• _WHAT IS EXPECTED_
Within these records, how many lines hold "AnimationSignal"? Give the number alone.

• _DATA SUPPLIED_

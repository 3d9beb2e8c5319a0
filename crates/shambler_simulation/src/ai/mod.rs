//! AI decision-making module
//!
//! FSM зомби: Idle / Patrol / Chase / Attack.
//! Perception (distance → FOV → LOS) запрашивает переходы, ZombieBrain применяет
//! их через единый apply_transition с exit/entry hooks.

use bevy::prelude::*;

pub mod components;
pub mod events;
pub mod systems;

// Re-export основных типов
pub use components::*;
pub use events::{AnimationSignal, ZombieStateChanged, ANIMATION_ATTACK};
pub use systems::{Perception, TickOutcome, WorldServices, ZombieBrain};

/// Порядок фаз тика симуляции (FixedUpdate)
///
/// 1. Cleanup — деспавн мёртвых с истёкшим DespawnAfter (граница тика)
/// 2. Spawn — инициализация новых зомби
/// 3. Damage — входящий урон (может сразу перевести в Chase)
/// 4. Think — perception + FSM + атаки
/// 5. Engine — навигация / цели (headless stand-in движка)
#[derive(SystemSet, Debug, Clone, Copy, PartialEq, Eq, Hash)]
pub enum ZombieSet {
    Cleanup,
    Spawn,
    Damage,
    Think,
    Engine,
}

pub(crate) fn configure_zombie_sets(app: &mut App) {
    app.configure_sets(
        FixedUpdate,
        (
            ZombieSet::Cleanup,
            ZombieSet::Spawn,
            ZombieSet::Damage,
            ZombieSet::Think,
            ZombieSet::Engine,
        )
            .chain(),
    );
}

/// AI Plugin
///
/// Регистрирует AI системы в FixedUpdate для детерминизма.
pub struct AIPlugin;

impl Plugin for AIPlugin {
    fn build(&self, app: &mut App) {
        configure_zombie_sets(app);

        app.init_resource::<crate::DeterministicRng>()
            .add_event::<ZombieStateChanged>()
            .add_event::<AnimationSignal>()
            .add_event::<crate::combat::TargetDamaged>()
            .add_systems(
                FixedUpdate,
                (
                    systems::init_spawned_zombies.in_set(ZombieSet::Spawn),
                    systems::zombie_ai_tick.in_set(ZombieSet::Think),
                ),
            );
    }
}
//! Глобальный logger симуляции
//!
//! Printer подменяемый (headless → stdout, движок → свой LogPrinter).
//! Timestamp добавляется здесь, printer получает готовую строку.

use once_cell::sync::Lazy;
use std::sync::{Mutex, MutexGuard};

static LOGGER: Lazy<Mutex<Option<Box<dyn LogPrinter>>>> = Lazy::new(|| Mutex::new(None));

static LOGGER_LEVEL: Lazy<Mutex<LogLevel>> = Lazy::new(|| Mutex::new(LogLevel::Debug));

// Poisoned mutex не должен ронять tick — logger stateless, берём inner как есть
fn lock<T>(mutex: &Mutex<T>) -> MutexGuard<'_, T> {
    mutex.lock().unwrap_or_else(|poisoned| poisoned.into_inner())
}

pub fn set_logger(logger: Box<dyn LogPrinter>) {
    *lock(&LOGGER) = Some(logger);
}

pub fn set_logger_if_needed(logger: Box<dyn LogPrinter>) {
    let mut slot = lock(&LOGGER);
    if slot.is_none() {
        *slot = Some(logger);
    }
}

/// Минимальный уровень: всё что ниже — отбрасывается до форматирования
pub fn set_log_level(level: LogLevel) {
    *lock(&LOGGER_LEVEL) = level;
}

pub fn log_level() -> LogLevel {
    *lock(&LOGGER_LEVEL)
}

#[derive(Debug, Clone, Copy, PartialEq, Eq, PartialOrd, Ord)]
pub enum LogLevel {
    Debug,
    Info,
    Warning,
    Error,
}

impl LogLevel {
    pub fn as_str(&self) -> &'static str {
        match self {
            LogLevel::Debug => "DEBUG",
            LogLevel::Info => "INFO",
            LogLevel::Warning => "WARNING",
            LogLevel::Error => "ERROR",
        }
    }
}

pub trait LogPrinter: Send + Sync {
    fn log(&self, level: LogLevel, message: &str);
}

pub fn log(message: &str) {
    log_with_level(LogLevel::Debug, message);
}

pub fn log_info(message: &str) {
    log_with_level(LogLevel::Info, message);
}

pub fn log_warning(message: &str) {
    log_with_level(LogLevel::Warning, message);
}

pub fn log_error(message: &str) {
    log_with_level(LogLevel::Error, message);
}

pub fn log_with_level(level: LogLevel, message: &str) {
    if level < log_level() {
        return;
    }

    if let Some(logger) = lock(&LOGGER).as_ref() {
        let timestamp = chrono::Local::now().format("%Y-%m-%d %H:%M:%S%.3f");
        logger.log(level, &format!("[{}] {}", timestamp, message));
    }
}

/// Printer для headless режима (stdout, ошибки в stderr)
pub struct ConsoleLogger;

impl LogPrinter for ConsoleLogger {
    fn log(&self, level: LogLevel, message: &str) {
        match level {
            LogLevel::Warning | LogLevel::Error => eprintln!("[{}] {}", level.as_str(), message),
            _ => println!("[{}] {}", level.as_str(), message),
        }
    }
}

pub fn init_logger() {
    set_logger_if_needed(Box::new(ConsoleLogger));
}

• _WRITTEN RESPONSE_
2